Young men sew beads and sequins in intricate patterns onto saris and shawls at a “zari” workshop in Mumbai, India (Figure 5-1). The boys who arrive by train from impoverished villages across India often work from 6 in the morning until 2 in the morning the next day. Some sleep on the floor of the workshop. If they make the smallest mistake, they might be beaten. All say they work to send money back to their families, but some employers are known to withhold their meager pay.
Street kids, runaways, or children living in poverty can fall under the control of traffickers who force them into begging rings (Figure 5-2). Children are sometimes intentionally disfigured to attract more money from passersby. Victims of organized begging rings are often beaten or injured if they do not bring in enough money. They are also vulnerable to sexual abuse.

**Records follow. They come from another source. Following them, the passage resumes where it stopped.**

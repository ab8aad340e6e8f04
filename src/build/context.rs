//! Build context containing configuration and state for a build.

use crate::config::SiteConfig;
use crate::env::{BuildFlags, Environment, UrlHelpers};
use crate::paths::PathTable;
use std::path::{Path, PathBuf};

/// Build context containing configuration and paths for a run.
///
/// The context is built once in `main` and shared read-only by every task,
/// watcher worker and the dev server.
#[derive(Debug, Clone)]
pub struct BuildContext {
    /// The loaded configuration
    config: SiteConfig,
    /// Project root directory (where site.toml is located)
    project_root: PathBuf,
    paths: PathTable,
    flags: BuildFlags,
    urls: UrlHelpers,
    /// Whether to run in verbose mode
    verbose: bool,
}

impl BuildContext {
    /// Create a new build context.
    ///
    /// # Arguments
    /// - `config` - The loaded configuration
    /// - `project_root` - The project root directory
    /// - `flags` - Build flags from the command line
    pub fn new(config: SiteConfig, project_root: PathBuf, flags: BuildFlags) -> Self {
        let paths = PathTable::new(&project_root, &config);
        let urls = UrlHelpers::new(&flags, &config.remote);
        Self { config, project_root, paths, flags, urls, verbose: false }
    }

    /// Get the configuration.
    pub fn config(&self) -> &SiteConfig {
        &self.config
    }

    /// Get the project root directory.
    pub fn project_root(&self) -> &Path {
        &self.project_root
    }

    pub fn paths(&self) -> &PathTable {
        &self.paths
    }

    pub fn flags(&self) -> BuildFlags {
        self.flags
    }

    pub fn urls(&self) -> &UrlHelpers {
        &self.urls
    }

    pub fn environment(&self) -> Environment {
        self.urls.environment()
    }

    /// Whether outputs should be minified and images optimised.
    pub fn minify(&self) -> bool {
        self.flags.minify
    }

    /// Whether verbose mode is enabled.
    pub fn is_verbose(&self) -> bool {
        self.verbose
    }

    /// Set verbose mode.
    pub fn with_verbose(mut self, verbose: bool) -> Self {
        self.verbose = verbose;
        self
    }
}
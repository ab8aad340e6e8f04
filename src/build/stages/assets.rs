//! Copy images and media into the build, optionally re-encoding them.

use super::{read_source, relative, sources, write_output, StageOutput, StageResult};
use crate::build::error::{ErrorOrigin, StageError};
use crate::build::BuildContext;
use image::codecs::jpeg::JpegEncoder;
use image::codecs::png::{CompressionType, FilterType, PngEncoder};
use image::ImageEncoder;
use rayon::prelude::*;
use std::path::{Path, PathBuf};

const ORIGIN: ErrorOrigin = ErrorOrigin::Assets;

/// Copy every configured asset from the image source tree to `assets`.
///
/// Files are processed in parallel. With `minify`, JPEG and PNG files are
/// re-encoded and the smaller of the two encodings is written.
pub fn run(ctx: &BuildContext) -> StageResult {
    let images = ctx.config().images.clone();
    let source_dir = ctx.paths().images();
    let dest_dir = ctx.paths().assets();
    let files = sources(ORIGIN, source_dir, &images.extensions)?;

    if files.is_empty() {
        return Ok(StageOutput::unchanged());
    }

    let minify = ctx.minify();
    let outputs = files
        .par_iter()
        .map(|file| {
            let dest = dest_dir.join(relative(ORIGIN, source_dir, file)?);
            let original = read_source(ORIGIN, file)?;
            let bytes = if minify {
                optimise(file, &original, images.jpeg_quality)
                    .map_err(|e| StageError::new(ORIGIN, e).in_file(file))?
            } else {
                original
            };
            write_output(ORIGIN, &dest, &bytes)?;
            Ok(dest)
        })
        .collect::<Result<Vec<PathBuf>, StageError>>()?;

    tracing::debug!(count = outputs.len(), "copied assets");
    Ok(StageOutput::written(outputs))
}

/// Re-encode an image and keep whichever encoding is smaller.
///
/// Formats other than JPEG and PNG are returned untouched.
pub fn optimise(path: &Path, original: &[u8], jpeg_quality: u8) -> Result<Vec<u8>, String> {
    let ext = path.extension().and_then(|e| e.to_str()).map(|e| e.to_ascii_lowercase());
    let encoded = match ext.as_deref() {
        Some("jpg") | Some("jpeg") => encode_jpeg(original, jpeg_quality)?,
        Some("png") => encode_png(original)?,
        _ => return Ok(original.to_vec()),
    };

    if encoded.len() < original.len() {
        Ok(encoded)
    } else {
        Ok(original.to_vec())
    }
}

fn encode_jpeg(original: &[u8], quality: u8) -> Result<Vec<u8>, String> {
    let image = image::load_from_memory(original).map_err(|e| e.to_string())?.to_rgb8();
    let mut out = Vec::new();
    JpegEncoder::new_with_quality(&mut out, quality)
        .write_image(image.as_raw(), image.width(), image.height(), image::ColorType::Rgb8)
        .map_err(|e| e.to_string())?;
    Ok(out)
}

fn encode_png(original: &[u8]) -> Result<Vec<u8>, String> {
    let image = image::load_from_memory(original).map_err(|e| e.to_string())?.to_rgba8();
    let mut out = Vec::new();
    PngEncoder::new_with_quality(&mut out, CompressionType::Best, FilterType::Adaptive)
        .write_image(image.as_raw(), image.width(), image.height(), image::ColorType::Rgba8)
        .map_err(|e| e.to_string())?;
    Ok(out)
}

Debbie was a 15-year-old when she was abducted from her suburban Phoenix, Arizona, home. Shortly thereafter, she was threatened, raped, and crammed into a small dog crate. Her captors forced her to work as a prostitute. Finally local police followed up a tip and found Debbie, shaking, locked in a drawer under a bed.2
Introduction
Every year as many as 27 million men, women, and children around the world, including the United States, may be subject to force, fraud, or coercion for the purposes of sexual exploitation or forced labor.3 A modern-day form of slavery, human trafficking is sometimes referred to as an epidemic that is “hidden in plain sight.” The International Labor Organization (ILO) conservatively estimates that some 21 million persons are labor trafficked around the world.4 Trafficking victims are of all ages, races, nationalities, socioeconomic status, sexual orientation, and educational levels. Their perpetrators come from the same categories. No group is exempt from the risk of being trafficked or the choice of being a trafficker.
Human slavery has a long history around the world. Written accounts of labor trafficking date back to thousands of years before Christ when a young man named Joseph was sold by his brothers to travelers en route to Egypt and then resold by those buyers to other traders for slave labor. Over the centuries, warring tribes captured people and sold them to others; slave traders in the 1700s and 1800s plied the waters between Europe, Africa, and the Caribbean; the history of the United States is marred with tragic years of slavery; and today traffickers still troll inner cities, impoverished areas, and highways, looking for someone to entrap and then sell. Indeed, the for-profit sale of a person as a commodity is not limited to time, geography, ethnicity, economic status, or gender.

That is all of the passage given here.